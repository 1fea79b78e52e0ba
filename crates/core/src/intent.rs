//! Prompts sent to the oracle. Labels and examples are in Spanish because the
//! assistant serves visitors of Mexico City.

use crate::models::Intent;

pub fn intent_prompt(message: &str) -> String {
    format!(
        r#"Analiza el siguiente mensaje y responde con una palabra clave que describa su intención, basándote en las siguientes categorías:

- Responde: '{greeting}', si el mensaje es un saludo o muestra intención de iniciar una conversación.
  Ejemplos: hola, buenos días, ¿cómo estás?, ¿qué tal?

- Responde: '{farewell}', si el mensaje es una despedida o indica que la conversación está terminando.
  Ejemplos: adiós, hasta luego, gracias por tu ayuda, nos vemos

- Responde: '{nearby}', si el mensaje pregunta por sitios cercanos al usuario sin mencionar una categoría ni el nombre de algún sitio.
  Ejemplos: ¿Qué lugares hay cerca de mí?, ¿Qué me queda cerca?, ¿Qué es lo más cercano a mi ubicación actual?

- Responde: '{nearby_category}', si el mensaje pregunta por sitios cercanos al usuario de una categoría en especial.
  Ejemplos: Recomiéndame zonas arqueológicas cerca de mí, ¿Cuál es la iglesia más cercana?, ¿Qué museos me quedan cerca?

- Responde: '{reference}', si el mensaje pregunta por sitios cercanos a otro sitio que menciona.
  Ejemplos: ¿Qué lugares hay cerca del Zócalo?, ¿Qué lugares hay cerca del Ángel?

- Responde: '{general}', si el mensaje trata sobre información turística general: museos, estatuas, esculturas, murales, arquitectura, centros culturales, zonas arqueológicas, jardines, iglesias, nombres de esos sitios o agradecimientos por la información.
  Ejemplos: ¿Hay visitas nocturnas en el Castillo de Chapultepec?, ¿Cuál es el museo mejor calificado?, ¿Cuántos museos hay en la ciudad?

- Responde: '{irrelevant}', si el mensaje no tiene que ver con los temas anteriores.
  Ejemplos: ¿Qué es Python?, ¿Qué son las matemáticas?, ¿Qué es la contabilidad?

Responde solo con la palabra clave, sin agregar nada más.

Mensaje: "{message}""#,
        greeting = Intent::Greeting.label(),
        farewell = Intent::Farewell.label(),
        nearby = Intent::Nearby.label(),
        nearby_category = Intent::NearbyCategory.label(),
        reference = Intent::ReferencePlace.label(),
        general = Intent::GeneralInfo.label(),
        irrelevant = Intent::Irrelevant.label(),
        message = message,
    )
}

pub fn category_prompt<S: AsRef<str>>(message: &str, vocabulary: &[S]) -> String {
    let categories = vocabulary
        .iter()
        .map(|category| category.as_ref())
        .collect::<Vec<_>>()
        .join(", ");

    format!(
        r#"Dada la siguiente lista de categorías o clasificaciones:
{categories}

Determina a cuál de estas categorías pertenece el siguiente mensaje del usuario. Responde solo con el nombre exacto de la categoría de la lista, sin agregar nada más.

Mensaje del usuario: "{message}""#
    )
}

/// `excerpt` and `history` are pre-rendered; either may be empty.
pub fn general_info_prompt(question: &str, excerpt: &str, history: &str) -> String {
    let mut prompt = String::from(
        "Eres un guía turístico experto y apasionado, especializado en brindar información sobre destinos turísticos de la Ciudad de México. Tu tono debe ser amable, entusiasta y profesional.\n\
         Tu objetivo es ofrecer información, datos precisos, datos interesantes y brindar una buena experiencia.\n\
         Usa un lenguaje inclusivo y acogedor. Si la consulta está fuera de tu ámbito, guía al usuario amablemente hacia los temas que puedes abordar.\n",
    );

    if !excerpt.is_empty() {
        prompt.push_str("\nSitios del catálogo que pueden ser relevantes:\n");
        prompt.push_str(excerpt);
        prompt.push('\n');
    }

    if !history.is_empty() {
        prompt.push_str("\nConversación reciente:\n");
        prompt.push_str(history);
        prompt.push('\n');
    }

    prompt.push_str(&format!(
        "\nPregunta del usuario: \"{question}\"\nResponde al usuario de manera informativa y útil."
    ));
    prompt
}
▬▬▬
INSTRUCTIONS TO FOLLOW -
Transcribe the entries exactly, and make each line match the original.

RESPONSE TO THE TASK -
repository 1fea79b78e52e0ba
filename crates/core/src/intent.rs
//! Prompts sent to the oracle. Labels and examples are in Spanish because the
//! assistant serves visitors of Mexico City.

use crate::models::Intent;

pub fn intent_prompt(message: &str) -> String {
    format!(
        r#"Analiza el siguiente mensaje y responde con una palabra clave que describa su intención, basándote en las siguientes categorías:

- Responde: '{greeting}', si el mensaje es un saludo o muestra intención de iniciar una conversación.
  Ejemplos: hola, buenos días, ¿cómo estás?, ¿qué tal?

- Responde: '{farewell}', si el mensaje es una despedida o indica que la conversación está terminando.
  Ejemplos: adiós, hasta luego, gracias por tu ayuda, nos vemos

- Responde: '{nearby}', si el mensaje pregunta por sitios cercanos al usuario sin mencionar una categoría ni el nombre de algún sitio.
  Ejemplos: ¿Qué lugares hay cerca de mí?, ¿Qué me queda cerca?, ¿Qué es lo más cercano a mi ubicación actual?

- Responde: '{nearby_category}', si el mensaje pregunta por sitios cercanos al usuario de una categoría en especial.
  Ejemplos: Recomiéndame zonas arqueológicas cerca de mí, ¿Cuál es la iglesia más cercana?, ¿Qué museos me quedan cerca?

- Responde: '{reference}', si el mensaje pregunta por sitios cercanos a otro sitio que menciona.
  Ejemplos: ¿Qué lugares hay cerca del Zócalo?, ¿Qué lugares hay cerca del Ángel?

- Responde: '{general}', si el mensaje trata sobre información turística general: museos, estatuas, esculturas, murales, arquitectura, centros culturales, zonas arqueológicas, jardines, iglesias, nombres de esos sitios o agradecimientos por la información.
  Ejemplos: ¿Hay visitas nocturnas en el Castillo de Chapultepec?, ¿Cuál es el museo mejor calificado?, ¿Cuántos museos hay en la ciudad?

- Responde: '{irrelevant}', si el mensaje no tiene que ver con los temas anteriores.
  Ejemplos: ¿Qué es Python?, ¿Qué son las matemáticas?, ¿Qué es la contabilidad?

Responde solo con la palabra clave, sin agregar nada más.

Mensaje: "{message}""#,
        greeting = Intent::Greeting.label(),
        farewell = Intent::Farewell.label(),
        nearby = Intent::Nearby.label(),
        nearby_category = Intent::NearbyCategory.label(),
        reference = Intent::ReferencePlace.label(),
        general = Intent::GeneralInfo.label(),
        irrelevant = Intent::Irrelevant.label(),
        message = message,
    )
}

pub fn category_prompt<S: AsRef<str>>(message: &str, vocabulary: &[S]) -> String {
    let categories = vocabulary
        .iter()
        .map(|category| category.as_ref())
        .collect::<Vec<_>>()
        .join(", ");

    format!(
        r#"Dada la siguiente lista de categorías o clasificaciones:
{categories}

Determina a cuál de estas categorías pertenece el siguiente mensaje del usuario. Responde solo con el nombre exacto de la categoría de la lista, sin agregar nada más.

Mensaje del usuario: "{message}""#
    )
}

/// `excerpt` and `history` are pre-rendered; either may be empty.
pub fn general_info_prompt(question: &str, excerpt: &str, history: &str) -> String {
    let mut prompt = String::from(
        "Eres un guía turístico experto y apasionado, especializado en brindar información sobre destinos turísticos de la Ciudad de México. Tu tono debe ser amable, entusiasta y profesional.\n\
         Tu objetivo es ofrecer información, datos precisos, datos interesantes y brindar una buena experiencia.\n\
         Usa un lenguaje inclusivo y acogedor. Si la consulta está fuera de tu ámbito, guía al usuario amablemente hacia los temas que puedes abordar.\n",
    );

    if !excerpt.is_empty() {
        prompt.push_str("\nSitios del catálogo que pueden ser relevantes:\n");
        prompt.push_str(excerpt);
        prompt.push('\n');
    }

    if !history.is_empty() {
        prompt.push_str("\nConversación reciente:\n");
        prompt.push_str(history);
        prompt.push('\n');
    }

    prompt.push_str(&format!(
        "\nPregunta del usuario: \"{question}\"\nResponde al usuario de manera informativa y útil."
    ));
    prompt
}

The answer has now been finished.